(Exercise prompt) Restate all of the material, keeping every line identical to the original.

(Source records)
◇ ◇ ◇ ◇ ◇ ◇ ◇
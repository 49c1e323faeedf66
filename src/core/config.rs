//! Reader configuration.
//!
//! Loaded from a JSON file; every field is optional and falls back to the
//! defaults below.
//!
//! ```json
//! { "block_size": 4, "packet_size": 16, "share_mode": "shared",
//!   "poll_timeout_ms": 1000, "transmit_timeout_ms": 2000 }
//! ```

use crate::core::apdu::{BlockLayout, DEFAULT_BLOCK_SIZE, DEFAULT_PACKET_SIZE};
use crate::core::error::{NfcError, Result};
use pcsc::ShareMode;
use serde::{Deserialize, Serialize};
use std::path::Path;
use std::time::Duration;

/// Connection share mode for card sessions
#[derive(Debug, Clone, Copy, PartialEq, Eq, Default, Serialize, Deserialize)]
#[serde(rename_all = "lowercase")]
pub enum ShareModeSetting {
    #[default]
    Shared,
    Exclusive,
}

impl std::str::FromStr for ShareModeSetting {
    type Err = String;

    fn from_str(s: &str) -> std::result::Result<Self, Self::Err> {
        match s.to_lowercase().as_str() {
            "shared" => Ok(Self::Shared),
            "exclusive" => Ok(Self::Exclusive),
            _ => Err(format!("Invalid share mode: {s}")),
        }
    }
}

impl From<ShareModeSetting> for ShareMode {
    fn from(mode: ShareModeSetting) -> Self {
        match mode {
            ShareModeSetting::Shared => ShareMode::Shared,
            ShareModeSetting::Exclusive => ShareMode::Exclusive,
        }
    }
}

#[derive(Debug, Clone, PartialEq, Eq, Serialize, Deserialize)]
#[serde(default)]
pub struct ReaderConfig {
    pub block_size: usize,
    pub packet_size: usize,
    pub share_mode: ShareModeSetting,
    /// Wait slice for PC/SC status-change polling.
    pub poll_timeout_ms: u64,
    /// Deadline for a single transmit; none waits forever.
    pub transmit_timeout_ms: Option<u64>,
}

impl Default for ReaderConfig {
    fn default() -> Self {
        Self {
            block_size: DEFAULT_BLOCK_SIZE,
            packet_size: DEFAULT_PACKET_SIZE,
            share_mode: ShareModeSetting::Shared,
            poll_timeout_ms: 1000,
            transmit_timeout_ms: None,
        }
    }
}

impl ReaderConfig {
    pub fn from_json(json: &str) -> Result<Self> {
        let config: Self = serde_json::from_str(json)
            .map_err(|e| NfcError::config(format!("Invalid configuration: {e}")))?;
        config.validate()?;
        Ok(config)
    }

    pub fn from_file(path: impl AsRef<Path>) -> Result<Self> {
        let path = path.as_ref();
        let json = std::fs::read_to_string(path).map_err(|e| {
            NfcError::config(format!("Failed to read {}: {e}", path.display()))
        })?;
        Self::from_json(&json)
    }

    pub fn validate(&self) -> Result<()> {
        self.layout().validate()?;
        if self.poll_timeout_ms == 0 {
            return Err(NfcError::config("poll_timeout_ms must be positive"));
        }
        Ok(())
    }

    pub fn layout(&self) -> BlockLayout {
        BlockLayout::new(self.block_size, self.packet_size)
    }

    pub fn poll_timeout(&self) -> Duration {
        Duration::from_millis(self.poll_timeout_ms)
    }

    pub fn transmit_timeout(&self) -> Option<Duration> {
        self.transmit_timeout_ms.map(Duration::from_millis)
    }
}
◇ ◇ ◇ ◇ ◇ ◇ ◇
(Exercise result)
repository 49c1e323faeedf66
filename src/core/config.rs
//! Reader configuration.
//!
//! Loaded from a JSON file; every field is optional and falls back to the
//! defaults below.
//!
//! ```json
//! { "block_size": 4, "packet_size": 16, "share_mode": "shared",
//!   "poll_timeout_ms": 1000, "transmit_timeout_ms": 2000 }
//! ```

use crate::core::apdu::{BlockLayout, DEFAULT_BLOCK_SIZE, DEFAULT_PACKET_SIZE};
use crate::core::error::{NfcError, Result};
use pcsc::ShareMode;
use serde::{Deserialize, Serialize};
use std::path::Path;
use std::time::Duration;

/// Connection share mode for card sessions
#[derive(Debug, Clone, Copy, PartialEq, Eq, Default, Serialize, Deserialize)]
#[serde(rename_all = "lowercase")]
pub enum ShareModeSetting {
    #[default]
    Shared,
    Exclusive,
}

impl std::str::FromStr for ShareModeSetting {
    type Err = String;

    fn from_str(s: &str) -> std::result::Result<Self, Self::Err> {
        match s.to_lowercase().as_str() {
            "shared" => Ok(Self::Shared),
            "exclusive" => Ok(Self::Exclusive),
            _ => Err(format!("Invalid share mode: {s}")),
        }
    }
}

impl From<ShareModeSetting> for ShareMode {
    fn from(mode: ShareModeSetting) -> Self {
        match mode {
            ShareModeSetting::Shared => ShareMode::Shared,
            ShareModeSetting::Exclusive => ShareMode::Exclusive,
        }
    }
}

#[derive(Debug, Clone, PartialEq, Eq, Serialize, Deserialize)]
#[serde(default)]
pub struct ReaderConfig {
    pub block_size: usize,
    pub packet_size: usize,
    pub share_mode: ShareModeSetting,
    /// Wait slice for PC/SC status-change polling.
    pub poll_timeout_ms: u64,
    /// Deadline for a single transmit; none waits forever.
    pub transmit_timeout_ms: Option<u64>,
}

impl Default for ReaderConfig {
    fn default() -> Self {
        Self {
            block_size: DEFAULT_BLOCK_SIZE,
            packet_size: DEFAULT_PACKET_SIZE,
            share_mode: ShareModeSetting::Shared,
            poll_timeout_ms: 1000,
            transmit_timeout_ms: None,
        }
    }
}

impl ReaderConfig {
    pub fn from_json(json: &str) -> Result<Self> {
        let config: Self = serde_json::from_str(json)
            .map_err(|e| NfcError::config(format!("Invalid configuration: {e}")))?;
        config.validate()?;
        Ok(config)
    }

    pub fn from_file(path: impl AsRef<Path>) -> Result<Self> {
        let path = path.as_ref();
        let json = std::fs::read_to_string(path).map_err(|e| {
            NfcError::config(format!("Failed to read {}: {e}", path.display()))
        })?;
        Self::from_json(&json)
    }

    pub fn validate(&self) -> Result<()> {
        self.layout().validate()?;
        if self.poll_timeout_ms == 0 {
            return Err(NfcError::config("poll_timeout_ms must be positive"));
        }
        Ok(())
    }

    pub fn layout(&self) -> BlockLayout {
        BlockLayout::new(self.block_size, self.packet_size)
    }

    pub fn poll_timeout(&self) -> Duration {
        Duration::from_millis(self.poll_timeout_ms)
    }

    pub fn transmit_timeout(&self) -> Option<Duration> {
        self.transmit_timeout_ms.map(Duration::from_millis)
    }
}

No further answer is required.